- _Instructions to follow_
Take each line of the entries below that contains "Some" and copy it.

- _Input data_
....................
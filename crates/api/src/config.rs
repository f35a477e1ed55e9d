//! Application configuration loaded from environment variables.

use std::time::Duration;

/// Server configuration with sensible defaults.
///
/// Reads from environment variables:
/// - `HOST` — bind address (default: `"0.0.0.0"`)
/// - `PORT` — listen port (default: `3000`)
/// - `RUST_LOG` — tracing filter directive (default: `"info"`)
/// - `OUTBOX_POLL_MS` — relay polling interval (default: `1000`)
/// - `SAGA_SWEEP_SECS` — staleness sweep interval (default: `60`)
/// - `SAGA_STALE_SECS` — idle time before a saga counts as stuck (default: `600`)
#[derive(Debug, Clone)]
pub struct Config {
    pub host: String,
    pub port: u16,
    pub log_level: String,
    pub outbox_poll_interval: Duration,
    pub saga_sweep_interval: Duration,
    pub saga_stale_threshold: Duration,
}

fn env_u64(name: &str, default: u64) -> u64 {
    std::env::var(name)
        .ok()
        .and_then(|v| v.parse().ok())
        .unwrap_or(default)
}

impl Config {
    /// Loads configuration from environment variables, falling back to defaults.
    pub fn from_env() -> Self {
        Self {
            host: std::env::var("HOST").unwrap_or_else(|_| "0.0.0.0".to_string()),
            port: std::env::var("PORT")
                .ok()
                .and_then(|p| p.parse().ok())
                .unwrap_or(3000),
            log_level: std::env::var("RUST_LOG").unwrap_or_else(|_| "info".to_string()),
            outbox_poll_interval: Duration::from_millis(env_u64("OUTBOX_POLL_MS", 1000)),
            saga_sweep_interval: Duration::from_secs(env_u64("SAGA_SWEEP_SECS", 60)),
            saga_stale_threshold: Duration::from_secs(env_u64("SAGA_STALE_SECS", 600)),
        }
    }

    /// Returns the `"host:port"` bind address string.
    pub fn addr(&self) -> String {
        format!("{}:{}", self.host, self.port)
    }
}

impl Default for Config {
    fn default() -> Self {
        Self {
            host: "0.0.0.0".to_string(),
            port: 3000,
            log_level: "info".to_string(),
            outbox_poll_interval: Duration::from_millis(1000),
            saga_sweep_interval: Duration::from_secs(60),
            saga_stale_threshold: Duration::from_secs(600),
        }
    }
}

#[cfg(test)]
mod tests {
    use super::*;

    #[test]
    fn test_default_values() {
        let config = Config::default();
        assert_eq!(config.host, "0.0.0.0");
        assert_eq!(config.port, 3000);
        assert_eq!(config.outbox_poll_interval, Duration::from_millis(1000));
        assert_eq!(config.saga_stale_threshold, Duration::from_secs(600));
    }

    #[test]
    fn test_addr_formatting() {
        let config = Config {
            host: "127.0.0.1".to_string(),
            port: 8080,
            ..Config::default()
        };
        assert_eq!(config.addr(), "127.0.0.1:8080");
    }
}
//! Genre service client trait and in-memory implementation.

use std::collections::HashMap;
use std::sync::Arc;

use async_trait::async_trait;
use outbox::{InMemoryOutboxStore, OutboxStore};
use serde::{Deserialize, Serialize};
use tokio::sync::RwLock;

use crate::error::ServiceError;
use crate::events::CatalogEvent;

/// A genre as known by the genre service.
#[derive(Debug, Clone, PartialEq, Serialize, Deserialize)]
pub struct GenreRecord {
    pub genre_id: u64,
    pub name: String,
}

/// Result of ensuring a genre exists.
#[derive(Debug, Clone)]
pub struct EnsureGenreResult {
    pub genre: GenreRecord,
    /// True when this call created the genre (and compensation should
    /// delete it).
    pub created: bool,
}

/// Trait for genre service operations used by sagas.
#[async_trait]
pub trait GenreService: Send + Sync {
    /// Creates the genre or returns the existing one with that name.
    ///
    /// Repeating the call with the same idempotency key returns the
    /// original result without a second side effect.
    async fn ensure_genre(
        &self,
        name: &str,
        idempotency_key: &str,
    ) -> Result<EnsureGenreResult, ServiceError>;

    /// Deletes a genre. Deleting an absent genre is a no-op.
    async fn delete_genre(&self, genre_id: u64) -> Result<(), ServiceError>;
}

#[derive(Debug, Default)]
struct InMemoryGenreState {
    genres: HashMap<u64, GenreRecord>,
    by_name: HashMap<String, u64>,
    idempotency: HashMap<String, (u64, bool)>,
    next_id: u64,
    unavailable: bool,
    reject: bool,
}

/// In-memory genre service for testing and the default wiring.
#[derive(Clone)]
pub struct InMemoryGenreService {
    state: Arc<RwLock<InMemoryGenreState>>,
    outbox: InMemoryOutboxStore,
}

impl InMemoryGenreService {
    /// Creates a service writing events into the given outbox store.
    pub fn new(outbox: InMemoryOutboxStore) -> Self {
        Self {
            state: Arc::new(RwLock::new(InMemoryGenreState::default())),
            outbox,
        }
    }

    /// Simulates the service being unreachable (retryable failures).
    pub async fn set_unavailable(&self, unavailable: bool) {
        self.state.write().await.unavailable = unavailable;
    }

    /// Simulates the service rejecting requests (permanent failures).
    pub async fn set_reject(&self, reject: bool) {
        self.state.write().await.reject = reject;
    }

    /// Returns the number of genres currently stored.
    pub async fn genre_count(&self) -> usize {
        self.state.read().await.genres.len()
    }

    /// Returns true if a genre with the given name exists.
    pub async fn has_genre(&self, name: &str) -> bool {
        self.state.read().await.by_name.contains_key(name)
    }

    /// The service's outbox store.
    pub fn outbox(&self) -> &InMemoryOutboxStore {
        &self.outbox
    }
}

#[async_trait]
impl GenreService for InMemoryGenreService {
    async fn ensure_genre(
        &self,
        name: &str,
        idempotency_key: &str,
    ) -> Result<EnsureGenreResult, ServiceError> {
        let mut state = self.state.write().await;

        if state.unavailable {
            return Err(ServiceError::unavailable("genre service unavailable"));
        }
        if state.reject {
            return Err(ServiceError::rejected("genre request rejected"));
        }

        if let Some(&(genre_id, created)) = state.idempotency.get(idempotency_key)
            && let Some(genre) = state.genres.get(&genre_id)
        {
            return Ok(EnsureGenreResult {
                genre: genre.clone(),
                created,
            });
        }

        if let Some(&genre_id) = state.by_name.get(name) {
            let genre = state.genres[&genre_id].clone();
            state
                .idempotency
                .insert(idempotency_key.to_string(), (genre_id, false));
            return Ok(EnsureGenreResult {
                genre,
                created: false,
            });
        }

        state.next_id += 1;
        let genre = GenreRecord {
            genre_id: state.next_id,
            name: name.to_string(),
        };
        state.genres.insert(genre.genre_id, genre.clone());
        state.by_name.insert(name.to_string(), genre.genre_id);
        state
            .idempotency
            .insert(idempotency_key.to_string(), (genre.genre_id, true));

        // Business write and event row share the state lock scope, the
        // in-memory stand-in for a shared transaction.
        let event = CatalogEvent::GenreCreated {
            genre_id: genre.genre_id,
            name: genre.name.clone(),
        };
        self.outbox
            .enqueue(event.to_outbox_event())
            .await
            .map_err(|e| ServiceError::unavailable(e.to_string()))?;

        Ok(EnsureGenreResult {
            genre,
            created: true,
        })
    }

    async fn delete_genre(&self, genre_id: u64) -> Result<(), ServiceError> {
        let mut state = self.state.write().await;

        if state.unavailable {
            return Err(ServiceError::unavailable("genre service unavailable"));
        }

        if let Some(genre) = state.genres.remove(&genre_id) {
            state.by_name.remove(&genre.name);
            let event = CatalogEvent::GenreDeleted { genre_id };
            self.outbox
                .enqueue(event.to_outbox_event())
                .await
                .map_err(|e| ServiceError::unavailable(e.to_string()))?;
        }
        Ok(())
    }
}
....................
- _Answer space_
        if let Some(&(genre_id, created)) = state.idempotency.get(idempotency_key)
            && let Some(genre) = state.genres.get(&genre_id)
        if let Some(&genre_id) = state.by_name.get(name) {
        if let Some(genre) = state.genres.remove(&genre_id) {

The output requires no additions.